あまりに突然で、あたしはなんと答えていいものか頭が真っ白になった。
でも、あたしには。
この世に生を受けるその前から、定められていた方がいるんです。
OKなどどいう返答は、申し訳ないけど金輪際ありえない。
「天馬くんはその名が示す通り、光の神々の加護を受けし者」
「えっ」
「そしてあたしは……、闇の軍勢を率いるアポリュオーン様の眷属だから、光属性の天馬くんとは相容れない存在なの。もうじきまた光と闇の永く激しい戦いが幕を開ける。そうすれば、あたしはすぐにこの仮初の身を捨てて旅立たなくては。アポリュオーン様の右腕となって戦場を駆ることがあたしの運命なの」
そして、愛しいアポリュオーン様の御前で片膝をついて控える自分を想像する。
あたしの顔を見て、その凛々しいお顔に一瞬だけふっと微笑みを浮かべてくれたりして。
えへ、うふふふふっ。
「それじゃあ、僕も闇の軍勢に入れてほしい。君を守りながら一生懸命戦うから」
「だめ! そんな澄み切ったオーラに身を包んで地獄へやってきたら、暴食を持て余すヘルハウンドたちの恰好の餌になる。やめといたほうがいい」
「少しくらい食べられたってかまわない。それでもいいから僕は中根さんと付き合いたい。お願いします」
あたしの妄想にもついてきてしまう天馬くんには正直驚いた。
ついてきてるって言うかうまくバットで打ち返してるっていうか、こんな話聞いたら普通にひくと思うんだけど……。

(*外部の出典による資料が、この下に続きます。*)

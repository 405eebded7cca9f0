use rust_decimal::prelude::FromPrimitive;
use rust_decimal::Decimal;
use rust_decimal_macros::dec;
use serde::Deserialize;
use std::collections::HashMap;
use std::time::{Duration, Instant};
use tokio::sync::RwLock;
use tracing::{debug, warn};

use super::round2;

/// Approximate EUR->TRY rate used when the rate API is unreachable and no
/// cached rate exists at all
const DEFAULT_EUR_TRY_RATE: Decimal = dec!(48.5);

/// Fixed buffer added to the EUR amount before conversion to absorb rate
/// drift between initialization and settlement
const RATE_BUFFER_EUR: Decimal = dec!(1);

#[derive(Debug, Clone, Copy)]
struct CachedRate {
    rate: Decimal,
    fetched_at: Instant,
}

/// TTL'd single-slot cache for the exchange rate. Injected into the
/// converter so tests can control freshness without a real clock; a benign
/// refresh race between concurrent requests is acceptable since both
/// converge to the same external value.
#[derive(Debug)]
pub struct RateCache {
    slot: RwLock<Option<CachedRate>>,
    ttl: Duration,
}

impl RateCache {
    pub fn new(ttl: Duration) -> Self {
        Self {
            slot: RwLock::new(None),
            ttl,
        }
    }

    /// Returns the cached rate only if it is still within its TTL.
    pub async fn fresh(&self) -> Option<Decimal> {
        let slot = self.slot.read().await;
        slot.filter(|cached| cached.fetched_at.elapsed() < self.ttl)
            .map(|cached| cached.rate)
    }

    /// Returns the cached rate regardless of age.
    pub async fn any(&self) -> Option<Decimal> {
        let slot = self.slot.read().await;
        slot.map(|cached| cached.rate)
    }

    pub async fn store(&self, rate: Decimal) {
        let mut slot = self.slot.write().await;
        *slot = Some(CachedRate {
            rate,
            fetched_at: Instant::now(),
        });
    }
}

#[derive(Debug, Deserialize)]
struct RateApiResponse {
    rates: HashMap<String, f64>,
}

/// EUR->TRY converter against a public keyless rate API with a cached rate
/// and layered fallbacks. Conversion never fails: a dead rate API degrades
/// to the last-known rate, then to a hardcoded approximation.
pub struct CurrencyConverter {
    http: reqwest::Client,
    api_url: String,
    cache: RateCache,
    fallback_rate: Decimal,
}

impl CurrencyConverter {
    pub fn new(api_url: String, cache_ttl: Duration) -> Self {
        let http = reqwest::Client::builder()
            .timeout(Duration::from_secs(10))
            .build()
            .unwrap_or_default();
        Self {
            http,
            api_url,
            cache: RateCache::new(cache_ttl),
            fallback_rate: DEFAULT_EUR_TRY_RATE,
        }
    }

    #[cfg(test)]
    pub fn cache(&self) -> &RateCache {
        &self.cache
    }

    /// Converts an EUR amount to TRY with the safety buffer applied,
    /// rounded to 2 decimal places.
    pub async fn eur_to_try(&self, amount_eur: Decimal) -> Decimal {
        let rate = self.current_rate().await;
        round2((amount_eur + RATE_BUFFER_EUR) * rate)
    }

    /// Resolves the current EUR->TRY rate: fresh cache, then live fetch,
    /// then stale cache, then the hardcoded default.
    pub async fn current_rate(&self) -> Decimal {
        if let Some(rate) = self.cache.fresh().await {
            return rate;
        }

        match self.fetch_rate().await {
            Ok(rate) => {
                debug!(%rate, "fetched EUR->TRY rate");
                self.cache.store(rate).await;
                rate
            }
            Err(err) => {
                if let Some(stale) = self.cache.any().await {
                    warn!(error = %err, %stale, "rate API unreachable, using stale cached rate");
                    stale
                } else {
                    warn!(
                        error = %err,
                        fallback = %self.fallback_rate,
                        "rate API unreachable and no cached rate, using default"
                    );
                    self.fallback_rate
                }
            }
        }
    }

    async fn fetch_rate(&self) -> Result<Decimal, anyhow::Error> {
        let url = format!("{}?from=EUR&to=TRY", self.api_url);
        let response = self.http.get(&url).send().await?.error_for_status()?;
        let payload: RateApiResponse = response.json().await?;

        let raw = payload
            .rates
            .get("TRY")
            .copied()
            .ok_or_else(|| anyhow::anyhow!("rate API response missing TRY rate"))?;

        Decimal::from_f64(raw)
            .filter(|rate| *rate > Decimal::ZERO)
            .ok_or_else(|| anyhow::anyhow!("rate API returned unusable TRY rate: {raw}"))
    }
}

#[cfg(test)]
mod tests {
    use super::*;
    use wiremock::matchers::{method, path, query_param};
    use wiremock::{Mock, MockServer, ResponseTemplate};

    fn converter_for(uri: &str) -> CurrencyConverter {
        CurrencyConverter::new(format!("{}/latest", uri), Duration::from_secs(3600))
    }

    #[tokio::test]
    async fn converts_with_buffer_and_rounds() {
        let server = MockServer::start().await;
        Mock::given(method("GET"))
            .and(path("/latest"))
            .and(query_param("from", "EUR"))
            .and(query_param("to", "TRY"))
            .respond_with(
                ResponseTemplate::new(200).set_body_json(serde_json::json!({
                    "base": "EUR",
                    "rates": { "TRY": 47.5 }
                })),
            )
            .mount(&server)
            .await;

        let converter = converter_for(&server.uri());
        let result = converter.eur_to_try(dec!(100)).await;
        // (100 + 1) * 47.5
        assert_eq!(result, dec!(4797.50));
    }

    #[tokio::test]
    async fn second_conversion_uses_cache() {
        let server = MockServer::start().await;
        Mock::given(method("GET"))
            .and(path("/latest"))
            .respond_with(
                ResponseTemplate::new(200)
                    .set_body_json(serde_json::json!({ "rates": { "TRY": 50.0 } })),
            )
            .expect(1)
            .mount(&server)
            .await;

        let converter = converter_for(&server.uri());
        let first = converter.eur_to_try(dec!(10)).await;
        let second = converter.eur_to_try(dec!(10)).await;
        assert_eq!(first, second);
    }

    #[tokio::test]
    async fn falls_back_to_stale_cache_when_api_down() {
        let server = MockServer::start().await;
        Mock::given(method("GET"))
            .and(path("/latest"))
            .respond_with(ResponseTemplate::new(500))
            .mount(&server)
            .await;

        // Zero TTL: anything stored is immediately stale
        let converter =
            CurrencyConverter::new(format!("{}/latest", server.uri()), Duration::ZERO);
        converter.cache().store(dec!(44)).await;

        // Stale but still preferred over the hardcoded default
        let result = converter.eur_to_try(dec!(9)).await;
        assert_eq!(result, dec!(440.00));
    }

    #[tokio::test]
    async fn falls_back_to_default_rate_with_no_cache() {
        let server = MockServer::start().await;
        Mock::given(method("GET"))
            .and(path("/latest"))
            .respond_with(ResponseTemplate::new(500))
            .mount(&server)
            .await;

        let converter = converter_for(&server.uri());
        let result = converter.eur_to_try(dec!(0)).await;
        assert_eq!(result, round2((dec!(0) + dec!(1)) * DEFAULT_EUR_TRY_RATE));
    }

    #[tokio::test]
    async fn missing_try_rate_is_an_error_not_a_panic() {
        let server = MockServer::start().await;
        Mock::given(method("GET"))
            .and(path("/latest"))
            .respond_with(
                ResponseTemplate::new(200)
                    .set_body_json(serde_json::json!({ "rates": { "USD": 1.1 } })),
            )
            .mount(&server)
            .await;

        let converter = converter_for(&server.uri());
        // No cache, unusable payload: hardcoded default applies
        assert_eq!(converter.current_rate().await, DEFAULT_EUR_TRY_RATE);
    }
}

「しつこいなあ。だめっていったらだめ! あたしの全てはアポリュオーン様に捧げてるんだから、あなたにあげられるものは何ひとつないの」
「じゃあ、ぜんぶひっくるめて君ってことで、あぽりゅおん様も好きになれるように頑張る」
なにそれ、包容力のキャパが想定外なんですけど……。
いい加減キレてしまったあたしは、少し声を荒げて天馬くんに言い放った。